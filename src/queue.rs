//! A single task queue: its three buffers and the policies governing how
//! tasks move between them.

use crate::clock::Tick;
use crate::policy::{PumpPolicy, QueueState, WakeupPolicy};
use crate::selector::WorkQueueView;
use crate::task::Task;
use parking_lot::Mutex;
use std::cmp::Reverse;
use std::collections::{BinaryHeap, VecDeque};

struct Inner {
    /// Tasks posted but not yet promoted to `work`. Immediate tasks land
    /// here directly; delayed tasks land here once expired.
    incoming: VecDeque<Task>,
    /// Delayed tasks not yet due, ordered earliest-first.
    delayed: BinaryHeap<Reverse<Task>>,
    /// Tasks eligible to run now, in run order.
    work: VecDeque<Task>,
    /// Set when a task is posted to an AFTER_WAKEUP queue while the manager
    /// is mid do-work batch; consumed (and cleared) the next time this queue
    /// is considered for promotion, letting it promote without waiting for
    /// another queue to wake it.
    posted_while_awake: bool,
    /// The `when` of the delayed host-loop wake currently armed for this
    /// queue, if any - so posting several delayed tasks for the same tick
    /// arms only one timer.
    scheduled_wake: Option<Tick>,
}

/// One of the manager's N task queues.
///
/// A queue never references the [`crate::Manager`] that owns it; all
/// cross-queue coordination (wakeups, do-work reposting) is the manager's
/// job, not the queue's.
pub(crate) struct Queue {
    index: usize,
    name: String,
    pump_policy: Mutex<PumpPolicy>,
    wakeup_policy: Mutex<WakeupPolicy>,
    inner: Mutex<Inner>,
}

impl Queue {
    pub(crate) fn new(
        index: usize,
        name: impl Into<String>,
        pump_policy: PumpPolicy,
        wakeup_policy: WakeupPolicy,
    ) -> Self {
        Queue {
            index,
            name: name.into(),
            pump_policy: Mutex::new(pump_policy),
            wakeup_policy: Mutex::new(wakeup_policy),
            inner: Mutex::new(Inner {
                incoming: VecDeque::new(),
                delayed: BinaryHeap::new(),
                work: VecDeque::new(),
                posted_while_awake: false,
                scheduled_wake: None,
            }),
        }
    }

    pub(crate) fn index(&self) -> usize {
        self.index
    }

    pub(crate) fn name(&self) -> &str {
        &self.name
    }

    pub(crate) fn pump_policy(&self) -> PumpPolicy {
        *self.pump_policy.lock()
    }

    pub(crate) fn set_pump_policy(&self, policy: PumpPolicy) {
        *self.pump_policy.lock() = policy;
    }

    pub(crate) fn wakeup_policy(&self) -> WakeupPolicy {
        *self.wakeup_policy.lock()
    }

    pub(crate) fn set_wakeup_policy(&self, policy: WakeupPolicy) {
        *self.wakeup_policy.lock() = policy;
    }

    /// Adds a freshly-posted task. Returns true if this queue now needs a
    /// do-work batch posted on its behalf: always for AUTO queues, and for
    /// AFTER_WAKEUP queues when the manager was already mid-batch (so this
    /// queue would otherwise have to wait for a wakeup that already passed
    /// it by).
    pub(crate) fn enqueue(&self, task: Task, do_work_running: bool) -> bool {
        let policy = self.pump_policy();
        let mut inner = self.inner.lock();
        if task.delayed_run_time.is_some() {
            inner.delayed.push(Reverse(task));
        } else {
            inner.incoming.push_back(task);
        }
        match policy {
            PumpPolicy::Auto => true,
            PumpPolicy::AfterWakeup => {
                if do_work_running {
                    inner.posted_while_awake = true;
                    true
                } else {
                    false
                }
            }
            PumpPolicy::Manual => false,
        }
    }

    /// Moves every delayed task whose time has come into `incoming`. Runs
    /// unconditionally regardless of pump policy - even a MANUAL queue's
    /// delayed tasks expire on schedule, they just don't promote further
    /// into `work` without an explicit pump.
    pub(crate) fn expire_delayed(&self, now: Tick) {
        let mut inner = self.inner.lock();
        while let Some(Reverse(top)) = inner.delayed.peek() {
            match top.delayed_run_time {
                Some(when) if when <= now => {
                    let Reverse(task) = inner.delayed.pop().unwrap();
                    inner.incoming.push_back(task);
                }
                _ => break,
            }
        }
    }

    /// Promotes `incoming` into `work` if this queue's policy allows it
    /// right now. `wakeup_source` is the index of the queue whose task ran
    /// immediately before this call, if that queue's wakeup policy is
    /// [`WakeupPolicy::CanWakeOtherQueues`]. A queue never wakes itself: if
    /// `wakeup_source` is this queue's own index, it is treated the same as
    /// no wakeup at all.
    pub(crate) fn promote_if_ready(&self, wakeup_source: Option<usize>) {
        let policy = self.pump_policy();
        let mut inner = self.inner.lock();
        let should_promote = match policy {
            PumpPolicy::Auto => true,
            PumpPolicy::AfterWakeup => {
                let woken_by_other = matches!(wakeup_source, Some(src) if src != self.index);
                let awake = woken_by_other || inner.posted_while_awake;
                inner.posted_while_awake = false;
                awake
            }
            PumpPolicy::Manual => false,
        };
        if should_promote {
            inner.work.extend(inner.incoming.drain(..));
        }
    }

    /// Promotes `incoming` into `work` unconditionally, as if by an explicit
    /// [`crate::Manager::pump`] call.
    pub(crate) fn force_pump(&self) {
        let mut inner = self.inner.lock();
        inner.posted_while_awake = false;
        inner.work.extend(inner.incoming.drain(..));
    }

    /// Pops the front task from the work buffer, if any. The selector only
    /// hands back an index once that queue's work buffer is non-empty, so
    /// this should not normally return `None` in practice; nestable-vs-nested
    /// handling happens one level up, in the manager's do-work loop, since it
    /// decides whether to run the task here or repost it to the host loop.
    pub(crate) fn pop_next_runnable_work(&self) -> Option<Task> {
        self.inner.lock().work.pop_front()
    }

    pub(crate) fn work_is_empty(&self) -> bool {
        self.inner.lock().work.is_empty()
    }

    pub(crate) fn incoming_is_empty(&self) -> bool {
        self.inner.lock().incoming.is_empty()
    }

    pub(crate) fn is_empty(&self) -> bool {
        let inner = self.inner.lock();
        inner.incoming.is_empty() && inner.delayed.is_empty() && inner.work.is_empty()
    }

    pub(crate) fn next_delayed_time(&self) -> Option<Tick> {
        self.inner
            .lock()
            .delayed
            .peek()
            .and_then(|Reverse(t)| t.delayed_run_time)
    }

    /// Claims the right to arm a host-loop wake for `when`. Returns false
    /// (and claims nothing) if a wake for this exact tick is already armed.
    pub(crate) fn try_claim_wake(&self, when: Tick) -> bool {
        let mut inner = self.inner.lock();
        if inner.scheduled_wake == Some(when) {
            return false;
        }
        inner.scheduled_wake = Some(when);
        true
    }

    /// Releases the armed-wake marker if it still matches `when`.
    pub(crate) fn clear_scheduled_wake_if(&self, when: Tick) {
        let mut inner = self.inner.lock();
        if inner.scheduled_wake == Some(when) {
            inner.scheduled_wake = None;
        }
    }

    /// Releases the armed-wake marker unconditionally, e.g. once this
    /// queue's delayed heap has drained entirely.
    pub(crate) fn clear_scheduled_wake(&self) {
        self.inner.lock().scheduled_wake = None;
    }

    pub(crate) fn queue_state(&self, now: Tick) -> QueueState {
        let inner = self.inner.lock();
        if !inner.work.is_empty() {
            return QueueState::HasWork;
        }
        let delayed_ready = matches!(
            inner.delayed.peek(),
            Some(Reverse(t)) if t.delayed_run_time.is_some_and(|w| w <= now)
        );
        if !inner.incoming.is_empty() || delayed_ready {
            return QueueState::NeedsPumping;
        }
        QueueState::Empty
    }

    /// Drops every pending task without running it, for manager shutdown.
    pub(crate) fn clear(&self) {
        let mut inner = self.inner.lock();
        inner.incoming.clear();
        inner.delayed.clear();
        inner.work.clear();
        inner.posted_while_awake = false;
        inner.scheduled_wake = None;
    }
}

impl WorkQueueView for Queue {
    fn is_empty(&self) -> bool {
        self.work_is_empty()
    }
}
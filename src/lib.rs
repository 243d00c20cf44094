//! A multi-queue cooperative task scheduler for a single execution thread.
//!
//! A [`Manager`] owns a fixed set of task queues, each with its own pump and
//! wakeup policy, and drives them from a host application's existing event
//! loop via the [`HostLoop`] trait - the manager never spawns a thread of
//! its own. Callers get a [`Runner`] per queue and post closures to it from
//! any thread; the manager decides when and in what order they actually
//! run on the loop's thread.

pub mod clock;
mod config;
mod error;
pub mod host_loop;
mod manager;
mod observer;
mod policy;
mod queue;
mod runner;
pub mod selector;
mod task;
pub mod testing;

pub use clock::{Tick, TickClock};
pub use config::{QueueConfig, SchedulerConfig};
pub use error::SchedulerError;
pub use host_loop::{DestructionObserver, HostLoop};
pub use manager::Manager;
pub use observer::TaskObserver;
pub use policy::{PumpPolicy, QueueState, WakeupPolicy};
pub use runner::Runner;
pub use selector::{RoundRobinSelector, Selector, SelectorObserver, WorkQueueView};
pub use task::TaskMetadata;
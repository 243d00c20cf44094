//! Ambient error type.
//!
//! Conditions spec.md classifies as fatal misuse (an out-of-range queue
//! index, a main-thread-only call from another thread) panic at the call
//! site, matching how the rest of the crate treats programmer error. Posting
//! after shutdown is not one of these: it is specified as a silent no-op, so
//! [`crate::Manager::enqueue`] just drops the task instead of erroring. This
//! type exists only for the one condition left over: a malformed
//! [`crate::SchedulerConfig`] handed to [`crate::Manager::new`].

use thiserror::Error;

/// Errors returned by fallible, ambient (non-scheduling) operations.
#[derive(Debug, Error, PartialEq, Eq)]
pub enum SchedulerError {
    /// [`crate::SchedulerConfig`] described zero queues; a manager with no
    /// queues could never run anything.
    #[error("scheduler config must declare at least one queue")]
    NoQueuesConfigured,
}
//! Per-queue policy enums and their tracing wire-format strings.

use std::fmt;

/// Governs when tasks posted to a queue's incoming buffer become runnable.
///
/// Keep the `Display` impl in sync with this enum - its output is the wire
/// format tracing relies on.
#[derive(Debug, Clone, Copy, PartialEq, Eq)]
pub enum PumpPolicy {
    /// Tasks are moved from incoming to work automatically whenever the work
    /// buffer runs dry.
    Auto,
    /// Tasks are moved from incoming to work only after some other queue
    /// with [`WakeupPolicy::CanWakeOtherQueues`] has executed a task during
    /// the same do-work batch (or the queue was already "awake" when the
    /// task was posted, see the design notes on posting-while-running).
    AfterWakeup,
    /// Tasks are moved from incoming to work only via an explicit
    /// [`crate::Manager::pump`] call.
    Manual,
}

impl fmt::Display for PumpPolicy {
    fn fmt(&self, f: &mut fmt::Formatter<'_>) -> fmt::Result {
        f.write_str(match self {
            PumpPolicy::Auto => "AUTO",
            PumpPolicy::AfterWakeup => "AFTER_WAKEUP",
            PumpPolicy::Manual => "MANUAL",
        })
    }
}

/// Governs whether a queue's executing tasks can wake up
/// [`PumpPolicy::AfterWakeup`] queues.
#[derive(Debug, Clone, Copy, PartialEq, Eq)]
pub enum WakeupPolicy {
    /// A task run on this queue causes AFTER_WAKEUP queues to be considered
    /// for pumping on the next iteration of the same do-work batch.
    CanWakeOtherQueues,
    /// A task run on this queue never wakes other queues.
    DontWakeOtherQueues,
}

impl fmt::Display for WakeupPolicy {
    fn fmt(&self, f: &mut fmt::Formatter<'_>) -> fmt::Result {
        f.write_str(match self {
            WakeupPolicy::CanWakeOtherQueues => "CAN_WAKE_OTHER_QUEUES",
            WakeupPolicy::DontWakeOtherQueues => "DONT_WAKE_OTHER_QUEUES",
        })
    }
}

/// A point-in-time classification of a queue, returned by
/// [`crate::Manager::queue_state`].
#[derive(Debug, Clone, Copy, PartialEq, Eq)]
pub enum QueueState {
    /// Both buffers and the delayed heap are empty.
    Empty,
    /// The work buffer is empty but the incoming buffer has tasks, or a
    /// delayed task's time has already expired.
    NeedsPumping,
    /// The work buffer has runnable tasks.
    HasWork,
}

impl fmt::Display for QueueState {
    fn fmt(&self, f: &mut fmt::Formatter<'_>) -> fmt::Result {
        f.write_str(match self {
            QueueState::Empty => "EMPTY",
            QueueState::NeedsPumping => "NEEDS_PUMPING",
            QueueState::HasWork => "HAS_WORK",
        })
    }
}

.....

* Task description
Collect from the data above every line that includes "unconditionally".

* Problem solution
    /// unconditionally regardless of pump policy - even a MANUAL queue's
    /// Promotes `incoming` into `work` unconditionally, as if by an explicit
    /// Releases the armed-wake marker unconditionally, e.g. once this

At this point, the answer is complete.